Kairos nodded once. "Later."
He watched her go, her silhouette disappearing into the twilight. He stayed there for a long time, just looking at the empty archway where she had vanished.
That night, the weather turned. The clear skies were swallowed by heavy, bruising clouds.
Seyana and Raksha sat at their usual spot in the common room. It was a cozy space filled with plush armchairs and fireplaces, a refuge from the stone cold of the dorms. Students were studying, playing cards, or dozing off.
The lights flickered.
Outside, a jagged line of lightning tore through the sky, followed instantly by a deafening crack of thunder that shook the windowpanes.
Raksha jumped in surprise, her knee hitting the small table between them. Her cup of water, filled to the brim, tipped over.
It fell toward Seyana.
Time seemed to suspend. Seyana saw the water sloshing out, the cup tilting, the liquid about to soak her uniform. She didn't have time to move.

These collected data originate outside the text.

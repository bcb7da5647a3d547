//! Application state owned by the presentation layer.
//!
//! Everything the views show lives here: the current view, the current
//! lookup result or error, the recent-searches list and the word of the day.
//! Lookups are split into `begin_*`/`finish_*` so the caller can await the
//! network in between; a result whose ticket is no longer the latest is
//! dropped.

use crate::error::{LookupError, Result};
use crate::lookup::normalize_term;
use crate::models::LookupResult;
use crate::recent::RecentSearches;
use crate::storage::KeyValueStore;
use log::{debug, info, warn};

#[derive(Debug, Clone, Copy, PartialEq, Eq)]
pub enum View {
    Landing,
    Search,
}

#[derive(Debug, Clone, Copy, PartialEq, Eq)]
pub enum WordOfDayStatus {
    Idle,
    Loading,
    Ready,
    Failed,
}

#[derive(Debug, Clone, PartialEq, Eq)]
pub struct WordOfDayState {
    pub candidate: String,
    pub result: Option<LookupResult>,
    pub status: WordOfDayStatus,
}

/// Identifies one started lookup.
#[derive(Debug, Clone, Copy, PartialEq, Eq)]
pub struct Ticket(u64);

/// What `finish_*` did with a lookup outcome.
#[derive(Debug, Clone, Copy, PartialEq, Eq)]
pub enum Applied {
    Yes,
    /// A newer lookup was started in the meantime.
    Stale,
}

pub struct AppState<S: KeyValueStore> {
    view: View,
    recent: RecentSearches<S>,
    current: Option<LookupResult>,
    last_error: Option<LookupError>,
    latest_search: u64,
    search_in_flight: bool,
    latest_wotd: u64,
    word_of_day: WordOfDayState,
}

impl<S: KeyValueStore> AppState<S> {
    /// Starts on the landing view with the recent list loaded from storage.
    pub fn new(recent: RecentSearches<S>) -> Self {
        AppState {
            view: View::Landing,
            recent,
            current: None,
            last_error: None,
            latest_search: 0,
            search_in_flight: false,
            latest_wotd: 0,
            word_of_day: WordOfDayState {
                candidate: String::new(),
                result: None,
                status: WordOfDayStatus::Idle,
            },
        }
    }

    pub fn view(&self) -> View {
        self.view
    }

    /// Landing → search.
    pub fn start(&mut self) {
        debug!("Navigating to search view");
        self.view = View::Search;
    }

    /// Search → landing.
    pub fn back(&mut self) {
        debug!("Navigating to landing view");
        self.view = View::Landing;
    }

    /// Validates `term` and opens a new search.
    ///
    /// Blank input records `EmptyQuery` as the current error and leaves the
    /// previous result alone.
    pub fn begin_search(&mut self, term: &str) -> std::result::Result<Ticket, LookupError> {
        if let Err(e) = normalize_term(term) {
            self.last_error = Some(e.clone());
            return Err(e);
        }
        self.latest_search += 1;
        self.search_in_flight = true;
        Ok(Ticket(self.latest_search))
    }

    /// Applies the outcome of the search identified by `ticket`.
    ///
    /// Success replaces the current result and records the term; failure
    /// clears the current result. A storage failure while recording is
    /// logged and leaves the recent list as it was; the result still shows.
    pub fn finish_search(
        &mut self,
        ticket: Ticket,
        outcome: std::result::Result<LookupResult, LookupError>,
    ) -> Applied {
        if ticket.0 != self.latest_search {
            debug!("Discarding stale search result (ticket {:?})", ticket);
            return Applied::Stale;
        }
        self.search_in_flight = false;

        match outcome {
            Ok(result) => {
                info!("Showing definition for '{}'", result.term());
                if let Err(e) = self.recent.record(result.term()) {
                    warn!("Could not save '{}' to recent searches: {}", result.term(), e);
                }
                self.current = Some(result);
                self.last_error = None;
            }
            Err(e) => {
                self.current = None;
                self.last_error = Some(e);
            }
        }
        Applied::Yes
    }

    /// True while the latest search has not completed.
    pub fn is_loading(&self) -> bool {
        self.search_in_flight
    }

    /// Drops the current result and error.
    pub fn clear(&mut self) {
        self.current = None;
        self.last_error = None;
    }

    pub fn begin_word_of_day(&mut self, candidate: &str) -> Ticket {
        self.latest_wotd += 1;
        self.word_of_day = WordOfDayState {
            candidate: candidate.to_string(),
            result: None,
            status: WordOfDayStatus::Loading,
        };
        Ticket(self.latest_wotd)
    }

    /// Applies a word-of-the-day lookup. Never touches the recent list.
    pub fn finish_word_of_day(
        &mut self,
        ticket: Ticket,
        outcome: std::result::Result<LookupResult, LookupError>,
    ) -> Applied {
        if ticket.0 != self.latest_wotd {
            return Applied::Stale;
        }
        match outcome {
            Ok(result) => {
                self.word_of_day.result = Some(result);
                self.word_of_day.status = WordOfDayStatus::Ready;
            }
            Err(e) => {
                debug!("Word of the day '{}' failed: {}", self.word_of_day.candidate, e);
                self.word_of_day.result = None;
                self.word_of_day.status = WordOfDayStatus::Failed;
            }
        }
        Applied::Yes
    }

    pub fn current(&self) -> Option<&LookupResult> {
        self.current.as_ref()
    }

    pub fn last_error(&self) -> Option<&LookupError> {
        self.last_error.as_ref()
    }

    pub fn word_of_day(&self) -> &WordOfDayState {
        &self.word_of_day
    }

    pub fn recent(&self) -> &[String] {
        self.recent.terms()
    }

    pub fn clear_recent(&mut self) -> Result<()> {
        self.recent.clear()
    }
}

#[cfg(test)]
mod tests {
    use super::*;
    use crate::lookup::parse_entries;
    use crate::lookup::tests::HELLO_BODY;
    use crate::recent::tests::ReadOnlyStore;
    use crate::storage::MemoryStore;

    fn state() -> AppState<MemoryStore> {
        AppState::new(RecentSearches::new(MemoryStore::new()))
    }

    fn hello(term: &str) -> LookupResult {
        parse_entries(term, HELLO_BODY).unwrap()
    }

    fn not_found(term: &str) -> LookupError {
        LookupError::NotFound {
            term: term.to_string(),
        }
    }

    #[test]
    fn test_navigation() {
        let mut app = state();
        assert_eq!(app.view(), View::Landing);
        app.start();
        assert_eq!(app.view(), View::Search);
        app.back();
        assert_eq!(app.view(), View::Landing);
    }

    #[test]
    fn test_successful_search_is_shown_and_recorded() {
        let mut app = state();
        let ticket = app.begin_search("hello").unwrap();
        assert!(app.is_loading());

        let applied = app.finish_search(ticket, Ok(hello("hello")));
        assert_eq!(applied, Applied::Yes);
        assert!(!app.is_loading());
        assert_eq!(app.current().map(|r| r.term()), Some("hello"));
        assert_eq!(app.recent(), ["hello"]);
    }

    #[test]
    fn test_blank_search_keeps_previous_result() {
        let mut app = state();
        let ticket = app.begin_search("hello").unwrap();
        app.finish_search(ticket, Ok(hello("hello")));

        assert_eq!(app.begin_search("   "), Err(LookupError::EmptyQuery));
        assert!(!app.is_loading());
        assert_eq!(app.last_error(), Some(&LookupError::EmptyQuery));
        assert!(app.current().is_some());
    }

    #[test]
    fn test_failed_search_clears_result_but_not_recent() {
        let mut app = state();
        let ticket = app.begin_search("hello").unwrap();
        app.finish_search(ticket, Ok(hello("hello")));

        let ticket = app.begin_search("qwxz").unwrap();
        app.finish_search(ticket, Err(not_found("qwxz")));
        assert!(app.current().is_none());
        assert_eq!(app.last_error(), Some(&not_found("qwxz")));
        assert_eq!(app.recent(), ["hello"]);
    }

    #[test]
    fn test_superseded_search_is_discarded() {
        let mut app = state();
        let first = app.begin_search("hello").unwrap();
        let second = app.begin_search("world").unwrap();

        app.finish_search(second, Ok(hello("world")));
        let applied = app.finish_search(first, Ok(hello("hello")));

        assert_eq!(applied, Applied::Stale);
        assert_eq!(app.current().map(|r| r.term()), Some("world"));
        assert_eq!(app.recent(), ["world"]);
    }

    #[test]
    fn test_stale_result_does_not_end_loading() {
        let mut app = state();
        let first = app.begin_search("hello").unwrap();
        let _second = app.begin_search("world").unwrap();

        app.finish_search(first, Ok(hello("hello")));
        assert!(app.is_loading());
        assert!(app.current().is_none());
    }

    #[test]
    fn test_result_still_shows_when_recording_fails() {
        let mut app = AppState::new(RecentSearches::new(ReadOnlyStore));
        let ticket = app.begin_search("hello").unwrap();

        assert_eq!(app.finish_search(ticket, Ok(hello("hello"))), Applied::Yes);
        assert!(!app.is_loading());
        assert_eq!(app.current().map(|r| r.term()), Some("hello"));
        assert!(app.last_error().is_none());
        assert!(app.recent().is_empty());
    }

    #[test]
    fn test_clear() {
        let mut app = state();
        let ticket = app.begin_search("hello").unwrap();
        app.finish_search(ticket, Ok(hello("hello")));
        app.clear();
        assert!(app.current().is_none());
        assert!(app.last_error().is_none());
        assert_eq!(app.recent(), ["hello"]);
    }

    #[test]
    fn test_word_of_day_lifecycle() {
        let mut app = state();
        assert_eq!(app.word_of_day().status, WordOfDayStatus::Idle);

        let ticket = app.begin_word_of_day("serendipity");
        assert_eq!(app.word_of_day().status, WordOfDayStatus::Loading);
        assert_eq!(app.word_of_day().candidate, "serendipity");

        app.finish_word_of_day(ticket, Ok(hello("serendipity")));
        assert_eq!(app.word_of_day().status, WordOfDayStatus::Ready);
        assert!(app.word_of_day().result.is_some());
        assert!(app.recent().is_empty());

        let ticket = app.begin_word_of_day("sonder");
        app.finish_word_of_day(ticket, Err(not_found("sonder")));
        assert_eq!(app.word_of_day().status, WordOfDayStatus::Failed);
        assert!(app.word_of_day().result.is_none());
    }

    #[test]
    fn test_superseded_word_of_day_is_discarded() {
        let mut app = state();
        let first = app.begin_word_of_day("halcyon");
        let second = app.begin_word_of_day("zenith");
        app.finish_word_of_day(second, Err(not_found("zenith")));
        assert_eq!(
            app.finish_word_of_day(first, Ok(hello("halcyon"))),
            Applied::Stale
        );
        assert_eq!(app.word_of_day().status, WordOfDayStatus::Failed);
    }
}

Kairos was on the opposite side of the room, leaning against a pillar, talking to Luna.
Yet somehow, he was there.
There was no sound of footsteps. No rush of wind. One moment he was by the pillar, and the next, he was crouching beside Seyana's chair.
His hand caught the cup inches before it hit her lap. Not a drop spilled on her.
The room was still.
"You okay?" he asked softly, his eyes scanning her face for distress.
Seyana could only nod. Her heart was hammering against her ribs not from the thunder, but from the sudden proximity. He was so close she could see the flecks of gold in his dark eyes.
His hand moved away immediately, placing the cup upright on the table. "Sorry. I didn't mean to scare you. I just saw it falling."
"No… thank you." she said, her voice barely rising above a whisper. She was trembling slightly.
Raksha watched the whole scene with her mouth open. She looked from the pillar where Kairos had been, to where he was now. The distance was impossible for a human to cover in that split second.
Luna and Velanor joined them a moment later. Luna's expression was unreadable, but Velanor looked impressed.
Velanor leaned back in a nearby chair, crossing his arms. "If Kairos could teleport this fast during exams, he'll graduate in a month. I didn't even see you move, man."
Kairos stood up, brushing off his trousers, looking uncomfortable under the scrutiny. He avoided Seyana's gaze. "It was just reflex."
"It was instinct." Luna corrected quietly, his eyes sharp. "You reacted before thinking. Reflex is physical. Instinct is... something else."
Kairos didn't reply. He didn't need to.
Seyana already understood. She looked at his hands, that had moved faster than thought to keep her dry.
He couldn't help protecting her. Even from small things. Even from spilled water. Because his heart didn't obey the laws of physics or logic... it simply said protect her, and his body obeyed.
The rain continued late into the night, drumming a relentless rhythm against the roof of the academy.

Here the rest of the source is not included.